Als „ nicht tagesplan-abhängig arbeitende NV-Bühne-Solo-Angestellten“ lernen wir unseren Arbeitsvertrag kennen!
Den berüchtigten Normalvertrag Bühne.
Und weil der mehr als 100 Seiten umfasst, nehmen wir uns gleich einen ganzen Abend Zeit dafür. Mit Decken, leckeren Snacks und Tee machen wir es uns gemütlich und stöbern uns durch viele Seiten Papier.
Was leuchtet uns ein? Was verstehen wir gar nicht? Wo finden wir Widersprüche oder Lücken? Geplant ist zudem, dass wir unsere offenen Fragen im Nachhinein an Expert*innen weitergeben, die uns hoffentlich mit Rat und Tat zur Seite stehen.

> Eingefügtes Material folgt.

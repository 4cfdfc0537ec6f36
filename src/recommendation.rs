//! Operator recommendations for each status tier

use crate::types::{CongestionStatus, Sector};

/// Plain-text guidance for the dashboard and alert body
pub fn recommendation(status: CongestionStatus, hotspot: Sector) -> String {
    match status {
        CongestionStatus::Normal => "Flow nominal. Monitoring active.".to_string(),
        CongestionStatus::Warning => format!(
            "Congestion building in {hotspot}. Deploy stewards / monitor traffic signals."
        ),
        CongestionStatus::Critical => format!(
            "HAZARD: blockage in {hotspot}. Halt inflow / redirect traffic immediately."
        ),
    }
}
#[derive(Debug, Clone, Copy, PartialEq, Eq, Serialize)]
#[serde(rename_all = "lowercase")]
pub enum LogLevel {
    Debug,
    Info,
    Warning,
    Error,
}

impl LogLevel {
    pub fn as_str(&self) -> &'static str {
        match self {
            LogLevel::Debug => "debug",
            LogLevel::Info => "info",
            LogLevel::Warning => "warning",
            LogLevel::Error => "error",
        }
    }

    pub fn is_error(&self) -> bool {
        matches!(self, LogLevel::Error)
    }

    fn style(&self) -> Style {
        match self {
            LogLevel::Debug => Style::new().dim(),
            LogLevel::Info => Style::new(),
            LogLevel::Warning => Style::new().yellow(),
            LogLevel::Error => Style::new().red(),
        }
    }
}

/// Everything rendering depends on besides the log itself.
#[derive(Debug, Clone, Copy, PartialEq, Eq)]
pub struct RenderContext {
    pub format: OutputFormat,
    pub color: bool,
}

impl RenderContext {
    /// Apply `style`, honoring this context's color mode regardless of process-wide detection.
    pub fn paint(&self, style: &Style, text: &str) -> String {
        style
            .clone()
            .force_styling(self.color)
            .apply_to(text)
            .to_string()
    }
}

/// The body of a log.
///
/// `text` is used in text mode, `payload` in JSON mode. Either may fail; the
/// caller decides how to recover.
pub trait Message {
    fn text(&self, ctx: &RenderContext) -> Result<String>;

    fn payload(&self) -> Result<Map<String, Value>>;
}

pub struct Log {
    pub level: LogLevel,
    pub time: DateTime<Utc>,
    message: Box<dyn Message>,
}

impl fmt::Debug for Log {
    fn fmt(&self, f: &mut fmt::Formatter<'_>) -> fmt::Result {
        f.debug_struct("Log")
            .field("level", &self.level)
            .field("time", &self.time)
            .finish_non_exhaustive()
    }
}

impl Log {
    pub fn new(level: LogLevel, message: impl Message + 'static) -> Self {
        Self {
            level,
            time: Utc::now(),
            message: Box::new(message),
        }
    }

    pub fn info(text: impl Into<String>) -> Self {
        Self::new(LogLevel::Info, TextMessage(text.into()))
    }

    pub fn warning(text: impl Into<String>) -> Self {
        Self::new(LogLevel::Warning, TextMessage(text.into()))
    }

    pub fn debug(text: impl Into<String>) -> Self {
        Self::new(LogLevel::Debug, TextMessage(text.into()))
    }

    /// Error log carrying the structured code, details and hints.
    pub fn error(err: &Error) -> Self {
        Self::new(
            LogLevel::Error,
            ErrorMessage {
                code: Some(err.code.as_str()),
                message: err.message.clone(),
                details: err.details.clone(),
                hints: err.hints.iter().map(|h| h.message.clone()).collect(),
            },
        )
    }

    /// Error log from any displayable value.
    pub fn error_text(err: impl fmt::Display) -> Self {
        Self::new(
            LogLevel::Error,
            ErrorMessage {
                code: None,
                message: err.to_string(),
                details: Value::Null,
                hints: Vec::new(),
            },
        )
    }

    /// A labelled JSON document. A value that cannot be serialized fails at render time.
    pub fn json(label: impl Into<String>, doc: &impl Serialize) -> Self {
        Self::new(
            LogLevel::Info,
            JsonMessage {
                label: label.into(),
                doc: serde_json::to_value(doc).map_err(|e| e.to_string()),
            },
        )
    }

    pub fn table(message: impl Into<String>, headers: Vec<String>, rows: Vec<Vec<String>>) -> Self {
        Self::new(
            LogLevel::Info,
            TableMessage {
                message: message.into(),
                headers,
                rows,
            },
        )
    }

    pub fn list(message: impl Into<String>, items: Vec<String>) -> Self {
        Self::new(
            LogLevel::Info,
            ListMessage {
                message: message.into(),
                items,
            },
        )
    }

    /// A closing message followed by suggested next commands.
    pub fn follow_up(message: impl Into<String>, suggestions: Vec<String>) -> Self {
        Self::new(
            LogLevel::Info,
            FollowUpMessage {
                message: message.into(),
                suggestions,
            },
        )
    }

    pub fn render(&self, ctx: &RenderContext) -> Result<String> {
        match ctx.format {
            OutputFormat::Text => {
                let text = self.message.text(ctx)?;
                Ok(ctx.paint(&self.level.style(), &text))
            }
            OutputFormat::Json => {
                let mut object = Map::new();
                object.insert(
                    "time".to_string(),
                    Value::String(self.time.to_rfc3339_opts(SecondsFormat::Secs, true)),
                );
                object.insert(
                    "level".to_string(),
                    Value::String(self.level.as_str().to_string()),
                );
                object.extend(self.message.payload()?);
                serde_json::to_string(&Value::Object(object))
                    .map_err(|e| Error::render_failed(ctx.format.as_str(), e.to_string()))
            }
        }
    }

    /// Render for output, substituting a single error log when rendering fails.
    pub fn render_for_print(&self, ctx: &RenderContext) -> Rendered {
        let err = match self.render(ctx) {
            Ok(text) => {
                return Rendered {
                    level: self.level,
                    text,
                }
            }
            Err(err) => err,
        };

        let err = if err.code == ErrorCode::OutputRenderFailed {
            err
        } else {
            Error::render_failed(ctx.format.as_str(), cause(&err))
        };
        let text = Log::error(&err)
            .render(ctx)
            .unwrap_or_else(|_| err.message.clone());
        Rendered {
            level: LogLevel::Error,
            text,
        }
    }
}

/// The error's message, with the underlying detail appended when the message alone is generic.
fn cause(err: &Error) -> String {
    match err.details.get("error").and_then(Value::as_str) {
        Some(detail) if detail != err.message => format!("{}: {}", err.message, detail),
        _ => err.message.clone(),
    }
}

/// A log after rendering, ready to be written to its stream.
#[derive(Debug, Clone, PartialEq, Eq)]
pub struct Rendered {
    pub level: LogLevel,
    pub text: String,
}

struct TextMessage(String);

impl Message for TextMessage {
    fn text(&self, _ctx: &RenderContext) -> Result<String> {
        Ok(self.0.clone())
    }

    fn payload(&self) -> Result<Map<String, Value>> {
        let mut map = Map::new();
        map.insert("message".to_string(), Value::String(self.0.clone()));
        Ok(map)
    }
}

struct ErrorMessage {
    code: Option<&'static str>,
    message: String,
    details: Value,
    hints: Vec<String>,
}

impl Message for ErrorMessage {
    fn text(&self, _ctx: &RenderContext) -> Result<String> {
        let mut text = self.message.clone();
        for hint in &self.hints {
            text.push_str("\n  Hint: ");
            text.push_str(hint);
        }
        Ok(text)
    }

    fn payload(&self) -> Result<Map<String, Value>> {
        let mut map = Map::new();
        map.insert("err".to_string(), Value::String(self.message.clone()));
        if let Some(code) = self.code {
            map.insert("code".to_string(), Value::String(code.to_string()));
        }
        let has_details = match &self.details {
            Value::Null => false,
            Value::Object(o) => !o.is_empty(),
            _ => true,
        };
        if has_details {
            map.insert("details".to_string(), self.details.clone());
        }
        if !self.hints.is_empty() {
            map.insert(
                "hints".to_string(),
                Value::Array(self.hints.iter().cloned().map(Value::String).collect()),
            );
        }
        Ok(map)
    }
}

struct JsonMessage {
    label: String,
    doc: std::result::Result<Value, String>,
}

impl JsonMessage {
    fn doc(&self, format: OutputFormat) -> Result<&Value> {
        self.doc
            .as_ref()
            .map_err(|e| Error::render_failed(format.as_str(), e.clone()))
    }
}

impl Message for JsonMessage {
    fn text(&self, ctx: &RenderContext) -> Result<String> {
        let doc = serde_json::to_string_pretty(self.doc(ctx.format)?)
            .map_err(|e| Error::render_failed(ctx.format.as_str(), e.to_string()))?;
        Ok(format!("{}\n{}", self.label, doc))
    }

    fn payload(&self) -> Result<Map<String, Value>> {
        let mut map = Map::new();
        map.insert("message".to_string(), Value::String(self.label.clone()));
        map.insert("doc".to_string(), self.doc(OutputFormat::Json)?.clone());
        Ok(map)
    }
}

struct TableMessage {
    message: String,
    headers: Vec<String>,
    rows: Vec<Vec<String>>,
}

impl TableMessage {
    fn check_rows(&self, format: OutputFormat) -> Result<()> {
        match self.rows.iter().position(|r| r.len() != self.headers.len()) {
            Some(index) => Err(Error::render_failed(
                format.as_str(),
                format!(
                    "table row {} has {} cells, expected {}",
                    index,
                    self.rows[index].len(),
                    self.headers.len()
                ),
            )),
            None => Ok(()),
        }
    }
}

Damit die Party nicht zu kurz kommt, haben wir uns kleine Spiele und Aktionen für zwischendurch überlegt. Und wir wären natürlich keine Dramaturg:innen, wenn wir nicht auch aus dem NV-Bühne eine Strichfassung erstellt hätten.
Wann: Am 5. Februar 2021, ab 18 Uhr bis zum spooky Mitternachts-Special!

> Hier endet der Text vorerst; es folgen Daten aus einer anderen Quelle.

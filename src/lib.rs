pub mod commands;
pub mod core;
pub mod terminal;
pub mod utils;

// Re-export everything from core for ergonomic library use
// Users can write `stratus::profile` instead of `stratus::core::profile`
pub use self::core::*;
pub use self::utils::*;
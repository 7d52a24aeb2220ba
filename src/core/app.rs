//! Platform app settings shared by app commands and the local app config.

use serde::{Deserialize, Serialize};
use std::fmt;
use std::str::FromStr;

use crate::error::Error;

#[derive(Debug, Clone, Copy, PartialEq, Eq, Serialize, Deserialize)]
pub enum DeploymentModel {
    #[serde(rename = "GLOBAL")]
    Global,
    #[serde(rename = "LOCAL")]
    Local,
}

impl DeploymentModel {
    pub const DEFAULT: DeploymentModel = DeploymentModel::Global;

    pub fn as_str(&self) -> &'static str {
        match self {
            DeploymentModel::Global => "GLOBAL",
            DeploymentModel::Local => "LOCAL",
        }
    }

    pub fn all() -> &'static [DeploymentModel] {
        &[DeploymentModel::Global, DeploymentModel::Local]
    }
}

impl fmt::Display for DeploymentModel {
    fn fmt(&self, f: &mut fmt::Formatter<'_>) -> fmt::Result {
        f.write_str(self.as_str())
    }
}

impl FromStr for DeploymentModel {
    type Err = Error;

    fn from_str(s: &str) -> Result<Self, Self::Err> {
        DeploymentModel::all()
            .iter()
            .copied()
            .find(|m| m.as_str().eq_ignore_ascii_case(s))
            .ok_or_else(|| {
                Error::validation_invalid_argument(
                    "deployment_model",
                    format!("unknown deployment model '{}'", s),
                    Some(DeploymentModel::all().iter().map(|m| m.to_string()).collect()),
                )
            })
    }
}

#[derive(Debug, Clone, Copy, PartialEq, Eq, Serialize, Deserialize)]
pub enum Location {
    #[serde(rename = "US-VA")]
    Virginia,
    #[serde(rename = "US-OR")]
    Oregon,
    #[serde(rename = "DE-FF")]
    Frankfurt,
    #[serde(rename = "IE")]
    Ireland,
    #[serde(rename = "AU")]
    Sydney,
    #[serde(rename = "IN-MB")]
    Mumbai,
    #[serde(rename = "SG")]
    Singapore,
}

impl Location {
    pub const DEFAULT: Location = Location::Virginia;

    pub fn as_str(&self) -> &'static str {
        match self {
            Location::Virginia => "US-VA",
            Location::Oregon => "US-OR",
            Location::Frankfurt => "DE-FF",
            Location::Ireland => "IE",
            Location::Sydney => "AU",
            Location::Mumbai => "IN-MB",
            Location::Singapore => "SG",
        }
    }

    pub fn all() -> &'static [Location] {
        &[
            Location::Virginia,
            Location::Oregon,
            Location::Frankfurt,
            Location::Ireland,
            Location::Sydney,
            Location::Mumbai,
            Location::Singapore,
        ]
    }
}

impl fmt::Display for Location {
    fn fmt(&self, f: &mut fmt::Formatter<'_>) -> fmt::Result {
        f.write_str(self.as_str())
    }
}

impl FromStr for Location {
    type Err = Error;

    fn from_str(s: &str) -> Result<Self, Self::Err> {
        Location::all()
            .iter()
            .copied()
            .find(|l| l.as_str().eq_ignore_ascii_case(s))
            .ok_or_else(|| {
                Error::validation_invalid_argument(
                    "location",
                    format!("unknown location '{}'", s),
                    Some(Location::all().iter().map(|l| l.to_string()).collect()),
                )
            })
    }
}

/// Version of the on-disk app config layout, written as a `YYYYMMDD` date.
#[derive(Debug, Clone, Copy, PartialEq, Eq, PartialOrd, Ord, Serialize, Deserialize)]
#[serde(transparent)]
pub struct AppConfigVersion(pub u32);

impl AppConfigVersion {
    pub const DEFAULT: AppConfigVersion = AppConfigVersion(20210101);
}

impl fmt::Display for AppConfigVersion {
    fn fmt(&self, f: &mut fmt::Formatter<'_>) -> fmt::Result {
        write!(f, "{}", self.0)
    }
}

impl FromStr for AppConfigVersion {
    type Err = Error;

    fn from_str(s: &str) -> Result<Self, Self::Err> {
        match s.parse::<u32>() {
            Ok(0) | Err(_) => Err(Error::validation_invalid_argument(
                "config_version",
                format!("'{}' is not a config version", s),
                None,
            )),
            Ok(version) => Ok(AppConfigVersion(version)),
        }
    }
}
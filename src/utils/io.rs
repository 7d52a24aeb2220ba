//! File I/O primitives with consistent error handling.

use crate::error::{Error, Result};
use serde::de::DeserializeOwned;
use std::fs;
use std::path::Path;

/// Read file contents, mapping failures to `internal.io_error`.
pub fn read_file(path: &Path, operation: &str) -> Result<String> {
    fs::read_to_string(path)
        .map_err(|e| Error::internal_io(e.to_string(), Some(operation.to_string())))
}

/// Read and parse a JSON config file. Parse failures map to `config.invalid_json`.
pub fn read_json<T: DeserializeOwned>(path: &Path, operation: &str) -> Result<T> {
    let content = read_file(path, operation)?;
    serde_json::from_str(&content)
        .map_err(|e| Error::config_invalid_json(path.display().to_string(), e))
}

/// Write content to file atomically (write to .tmp, then rename).
pub fn write_file_atomic(path: &Path, content: &str, operation: &str) -> Result<()> {
    let parent = path.parent().ok_or_else(|| {
        Error::internal_io(
            format!("Invalid path: {}", path.display()),
            Some(operation.to_string()),
        )
    })?;
    let filename = path.file_name().ok_or_else(|| {
        Error::internal_io(
            format!("Invalid path: {}", path.display()),
            Some(operation.to_string()),
        )
    })?;

    let tmp_path = parent.join(format!("{}.tmp", filename.to_string_lossy()));

    fs::write(&tmp_path, content).map_err(|e| {
        Error::internal_io(e.to_string(), Some(format!("{} (write temp)", operation)))
    })?;
    fs::rename(&tmp_path, path)
        .map_err(|e| Error::internal_io(e.to_string(), Some(format!("{} (rename)", operation))))
}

Wo: Bei dir zu Hause am Bildschirm, über Zoom
Dresscode: Schlafanzug, Nachthemd, Jogginanzug etc.
Ihr braucht: Strom, WLAN, Laptop, Bleistift, Proviant, Decken und Durchhaltevermögen
Bitte meldet euch bis zum 31. Januar 2021 via E-Mail an: dramaturgie@ensemble-netzwerk.de
Den Zoom-Zugang und unsere Strichfassung schicken wir euch dann rechtzeitig zu.
Wir freuen uns auf euch und auf die Irrungen und Wirrungen des NV-Bühne!
Let's talk: Dramaturg:innen-Lagerfeuer auf Zoom am 17.11. - in Zusammenarbeit mit der Dramaturgischen Gesellschaft
Dies sind schwierige Zeiten, und wir alle werden durchgeschüttelt. Lasst uns reden. Lasst uns austauschen: Wie geht´s Euch, was ist bei Euch am Haus los, was passiert bei den anderen?
Zusammen mit der Dramaturgischen Gesellschaft laden wir zum virtuellen Lagerfeuer, am Dienstag, 17.11., 18-20 Uhr.
Bitte meldet Euch bis 13.11. bei unseren Kolleg:innen der DG unter post@dramaturgische-gesellschaft.de an, dann bekommt ihr den entsprechenden Zoom-Link.
In kleinen Gruppen tauschen wir uns aus – manchmal hilft es ja schon zu hören, wie es anderswo läuft, so wie bei unserer digitalen Reihe DDC im Frühjahr.